Pujol wrote much of his music for the patron saint of Catalonia, St. George, and most of his compositions are based on Gregorian chant. He was a prolific composer, writing 13 masses, 8 settings of the Magnificat, 6 settings of the Nunc dimittis, 12 antiphons, 12 responsories, 9 complete settings of the Passion, litanies, lamentations, sequences, motets, hymns, and no less than 74 psalm settings. In addition he wrote 19 sacred villancicos, a form unique to the Iberian Peninsula.
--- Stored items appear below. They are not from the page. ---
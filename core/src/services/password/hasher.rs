//! Password hashing service implementation

use crate::errors::{DomainError, DomainResult};

/// bcrypt cost factor applied to newly created hashes
pub const HASH_COST: u32 = 8;

/// One-way, salted password hashing with verification by re-derivation
///
/// Hashing is deliberately CPU-expensive; callers must complete it before
/// proceeding (it is not cancellable). Verification never inverts the hash.
#[derive(Debug, Clone)]
pub struct PasswordHasher {
    cost: u32,
}

impl PasswordHasher {
    /// Creates a hasher with the standard cost factor
    pub fn new() -> Self {
        Self { cost: HASH_COST }
    }

    /// Creates a hasher with an explicit cost factor
    ///
    /// Intended for tests that want cheaper hashes; production callers use
    /// `new`.
    pub fn with_cost(cost: u32) -> Self {
        Self { cost }
    }

    /// Hashes a plaintext password with a per-call random salt
    pub fn hash(&self, plaintext: &str) -> DomainResult<String> {
        bcrypt::hash(plaintext, self.cost).map_err(|e| DomainError::Internal {
            message: format!("Password hashing failed: {}", e),
        })
    }

    /// Verifies a plaintext password against a stored hash
    ///
    /// Malformed stored values verify as `false` rather than raising; a
    /// stored hash that cannot be parsed proves nothing about the password.
    pub fn verify(&self, plaintext: &str, hashed: &str) -> bool {
        bcrypt::verify(plaintext, hashed).unwrap_or(false)
    }
}

impl Default for PasswordHasher {
    fn default() -> Self {
        Self::new()
    }
}

#[cfg(test)]
mod tests {
    use super::*;

    #[test]
    fn test_hash_never_equals_plaintext() {
        let hasher = PasswordHasher::new();
        let hashed = hasher.hash("pass1234").unwrap();

        assert_ne!(hashed, "pass1234");
        assert!(hashed.starts_with("$2"));
    }

    #[test]
    fn test_verify_round_trip() {
        let hasher = PasswordHasher::new();
        let hashed = hasher.hash("pass1234").unwrap();

        assert!(hasher.verify("pass1234", &hashed));
        assert!(!hasher.verify("wrong", &hashed));
    }

    #[test]
    fn test_hashes_are_salted() {
        let hasher = PasswordHasher::new();
        let first = hasher.hash("pass1234").unwrap();
        let second = hasher.hash("pass1234").unwrap();

        assert_ne!(first, second);
        assert!(hasher.verify("pass1234", &first));
        assert!(hasher.verify("pass1234", &second));
    }

    #[test]
    fn test_malformed_hash_verifies_false() {
        let hasher = PasswordHasher::new();

        assert!(!hasher.verify("pass1234", "not-a-bcrypt-hash"));
        assert!(!hasher.verify("pass1234", ""));
    }
}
Surviving secular music includes romances, letrillas, liras, novenas, tonos, a folia, and 16 other works, some of which were collected in groups of madrigals of the time; they were evidently popular in Spain in the early part of the 17th century.

His missa pro defunctis—the Requiem mass—is a formal and staid setting, contrasting to the intensely emotional setting by his Spanish contemporary Tomás Luis de Victoria, who wrote his at almost exactly the same time. Its use of cantus firmus technique is conservative, and even archaic; most cantus firmus masses had been written more than a hundred years before. Yet many of his masses and psalm settings are polychoral, borrowing the style of the contemporary Venetian school; however the musical language is of the late Renaissance, rather than the early Baroque, which was then developing in Italy and Germany.

==Sources==
- Article "Juan Pujol," in The New Grove Dictionary of Music and Musicians, ed. Stanley Sadie. 20 vol. London, Macmillan Publishers Ltd., 1980. ISBN 1-56159-174-2
- Emilio Ros-Fábregas: "Joan Pau Pujol," Grove Music Online ed. L. Macy (Accessed February 1, 2005), (subscription access)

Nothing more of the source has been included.